(Input material):
════════════════

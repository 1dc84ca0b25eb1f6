use std::collections::BTreeMap;

use crate::{
    foundation::core::Rgb8,
    foundation::error::{KinetypeError, KinetypeResult},
};

#[derive(Clone, Copy, Debug, PartialEq, Eq, serde::Serialize, serde::Deserialize)]
/// Three-stop radial background.
pub struct Gradient {
    pub center: Rgb8,
    pub mid: Rgb8,
    pub edge: Rgb8,
}

impl Gradient {
    pub fn lerp(self, other: Self, t: f64) -> Self {
        Self {
            center: self.center.lerp(other.center, t),
            mid: self.mid.lerp(other.mid, t),
            edge: self.edge.lerp(other.edge, t),
        }
    }
}

#[derive(Clone, Debug, PartialEq, Eq, serde::Serialize, serde::Deserialize)]
/// Colors of one phase.
pub struct Palette {
    #[serde(flatten)]
    pub gradient: Gradient,
    /// Backdrop blob colors, cycled when there are more blobs than colors.
    pub blobs: Vec<Rgb8>,
}

impl Palette {
    pub fn blob_color(&self, idx: usize) -> Option<Rgb8> {
        if self.blobs.is_empty() {
            return None;
        }
        self.blobs.get(idx % self.blobs.len()).copied()
    }
}

#[derive(Clone, Debug, Default, PartialEq, Eq, serde::Serialize, serde::Deserialize)]
#[serde(transparent)]
/// Palettes keyed by phase name.
pub struct PaletteTable {
    palettes: BTreeMap<String, Palette>,
}

const fn hex(v: u32) -> Rgb8 {
    Rgb8::new((v >> 16) as u8, (v >> 8) as u8, v as u8)
}

fn palette(center: u32, mid: u32, edge: u32, blobs: [u32; 5]) -> Palette {
    Palette {
        gradient: Gradient {
            center: hex(center),
            mid: hex(mid),
            edge: hex(edge),
        },
        blobs: blobs.into_iter().map(hex).collect(),
    }
}

impl PaletteTable {
    pub fn new() -> Self {
        Self::default()
    }

    /// The seven phases of the greeting, soft pastels drifting between them.
    pub fn builtin() -> Self {
        let mut t = Self::new();
        t.insert(
            "opening",
            palette(
                0xf2dae5,
                0xe4c8d6,
                0xd6b8c8,
                [0xf0d4e1, 0xe8ccd8, 0xddc4d0, 0xf2dce8, 0xe0d0d8],
            ),
        );
        t.insert(
            "selfaware",
            palette(
                0xe8dced,
                0xdac8de,
                0xccb8cf,
                [0xd4c4f0, 0xdcd0ea, 0xc8bce0, 0xe0d8ee, 0xd0c8e4],
            ),
        );
        t.insert(
            "admission",
            palette(
                0xf0d5dc,
                0xe2c2cc,
                0xd5b2be,
                [0xf0c4d4, 0xe8bcc8, 0xe0b4c0, 0xf0d0da, 0xe4c0cc],
            ),
        );
        t.insert(
            "apology",
            palette(
                0xe8d2e4,
                0xdac0d6,
                0xccb0c8,
                [0xe0d4f0, 0xd8c8e4, 0xd0c0dc, 0xe4d0e8, 0xdcc8e0],
            ),
        );
        t.insert(
            "philosophy",
            palette(
                0xf0ddd2,
                0xe2ccc0,
                0xd5bdb2,
                [0xf0e4c4, 0xe8dcc0, 0xe0d4b8, 0xf0e0cc, 0xe4d8c0],
            ),
        );
        t.insert(
            "realization",
            palette(
                0xdce8e2,
                0xc8dad4,
                0xb8ccc6,
                [0xd4f0e0, 0xc8e4d8, 0xc0dcd0, 0xd0e8dc, 0xc4e0d4],
            ),
        );
        t.insert(
            "finale",
            palette(
                0xefd0da,
                0xe0beca,
                0xd2aebc,
                [0xf0c8d8, 0xe8c0cc, 0xe0b8c4, 0xecc8d4, 0xe4bcc8],
            ),
        );
        t
    }

    pub fn insert(&mut self, name: impl Into<String>, palette: Palette) {
        self.palettes.insert(name.into(), palette);
    }

    pub fn get(&self, name: &str) -> Option<&Palette> {
        self.palettes.get(name)
    }

    pub fn names(&self) -> impl Iterator<Item = &str> {
        self.palettes.keys().map(String::as_str)
    }

    pub fn validate(&self) -> KinetypeResult<()> {
        for (name, p) in &self.palettes {
            if name.trim().is_empty() {
                return Err(KinetypeError::validation("palette name must be non-empty"));
            }
            if p.blobs.is_empty() {
                return Err(KinetypeError::validation(format!(
                    "palette '{name}' needs at least one blob color"
                )));
            }
        }
        Ok(())
    }
}

#[cfg(test)]
#[path = "../../tests/unit/theme/palette.rs"]
mod tests;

════════════════

(Goal of the exercise): Having read the material, return all of it word for word.

(Task output):
repository 1dc84ca0b25eb1f6
use std::collections::BTreeMap;

use crate::{
    foundation::core::Rgb8,
    foundation::error::{KinetypeError, KinetypeResult},
};

#[derive(Clone, Copy, Debug, PartialEq, Eq, serde::Serialize, serde::Deserialize)]
/// Three-stop radial background.
pub struct Gradient {
    pub center: Rgb8,
    pub mid: Rgb8,
    pub edge: Rgb8,
}

impl Gradient {
    pub fn lerp(self, other: Self, t: f64) -> Self {
        Self {
            center: self.center.lerp(other.center, t),
            mid: self.mid.lerp(other.mid, t),
            edge: self.edge.lerp(other.edge, t),
        }
    }
}

#[derive(Clone, Debug, PartialEq, Eq, serde::Serialize, serde::Deserialize)]
/// Colors of one phase.
pub struct Palette {
    #[serde(flatten)]
    pub gradient: Gradient,
    /// Backdrop blob colors, cycled when there are more blobs than colors.
    pub blobs: Vec<Rgb8>,
}

impl Palette {
    pub fn blob_color(&self, idx: usize) -> Option<Rgb8> {
        if self.blobs.is_empty() {
            return None;
        }
        self.blobs.get(idx % self.blobs.len()).copied()
    }
}

#[derive(Clone, Debug, Default, PartialEq, Eq, serde::Serialize, serde::Deserialize)]
#[serde(transparent)]
/// Palettes keyed by phase name.
pub struct PaletteTable {
    palettes: BTreeMap<String, Palette>,
}

const fn hex(v: u32) -> Rgb8 {
    Rgb8::new((v >> 16) as u8, (v >> 8) as u8, v as u8)
}

fn palette(center: u32, mid: u32, edge: u32, blobs: [u32; 5]) -> Palette {
    Palette {
        gradient: Gradient {
            center: hex(center),
            mid: hex(mid),
            edge: hex(edge),
        },
        blobs: blobs.into_iter().map(hex).collect(),
    }
}

impl PaletteTable {
    pub fn new() -> Self {
        Self::default()
    }

    /// The seven phases of the greeting, soft pastels drifting between them.
    pub fn builtin() -> Self {
        let mut t = Self::new();
        t.insert(
            "opening",
            palette(
                0xf2dae5,
                0xe4c8d6,
                0xd6b8c8,
                [0xf0d4e1, 0xe8ccd8, 0xddc4d0, 0xf2dce8, 0xe0d0d8],
            ),
        );
        t.insert(
            "selfaware",
            palette(
                0xe8dced,
                0xdac8de,
                0xccb8cf,
                [0xd4c4f0, 0xdcd0ea, 0xc8bce0, 0xe0d8ee, 0xd0c8e4],
            ),
        );
        t.insert(
            "admission",
            palette(
                0xf0d5dc,
                0xe2c2cc,
                0xd5b2be,
                [0xf0c4d4, 0xe8bcc8, 0xe0b4c0, 0xf0d0da, 0xe4c0cc],
            ),
        );
        t.insert(
            "apology",
            palette(
                0xe8d2e4,
                0xdac0d6,
                0xccb0c8,
                [0xe0d4f0, 0xd8c8e4, 0xd0c0dc, 0xe4d0e8, 0xdcc8e0],
            ),
        );
        t.insert(
            "philosophy",
            palette(
                0xf0ddd2,
                0xe2ccc0,
                0xd5bdb2,
                [0xf0e4c4, 0xe8dcc0, 0xe0d4b8, 0xf0e0cc, 0xe4d8c0],
            ),
        );
        t.insert(
            "realization",
            palette(
                0xdce8e2,
                0xc8dad4,
                0xb8ccc6,
                [0xd4f0e0, 0xc8e4d8, 0xc0dcd0, 0xd0e8dc, 0xc4e0d4],
            ),
        );
        t.insert(
            "finale",
            palette(
                0xefd0da,
                0xe0beca,
                0xd2aebc,
                [0xf0c8d8, 0xe8c0cc, 0xe0b8c4, 0xecc8d4, 0xe4bcc8],
            ),
        );
        t
    }

    pub fn insert(&mut self, name: impl Into<String>, palette: Palette) {
        self.palettes.insert(name.into(), palette);
    }

    pub fn get(&self, name: &str) -> Option<&Palette> {
        self.palettes.get(name)
    }

    pub fn names(&self) -> impl Iterator<Item = &str> {
        self.palettes.keys().map(String::as_str)
    }

    pub fn validate(&self) -> KinetypeResult<()> {
        for (name, p) in &self.palettes {
            if name.trim().is_empty() {
                return Err(KinetypeError::validation("palette name must be non-empty"));
            }
            if p.blobs.is_empty() {
                return Err(KinetypeError::validation(format!(
                    "palette '{name}' needs at least one blob color"
                )));
            }
        }
        Ok(())
    }
}

#[cfg(test)]
#[path = "../../tests/unit/theme/palette.rs"]
mod tests;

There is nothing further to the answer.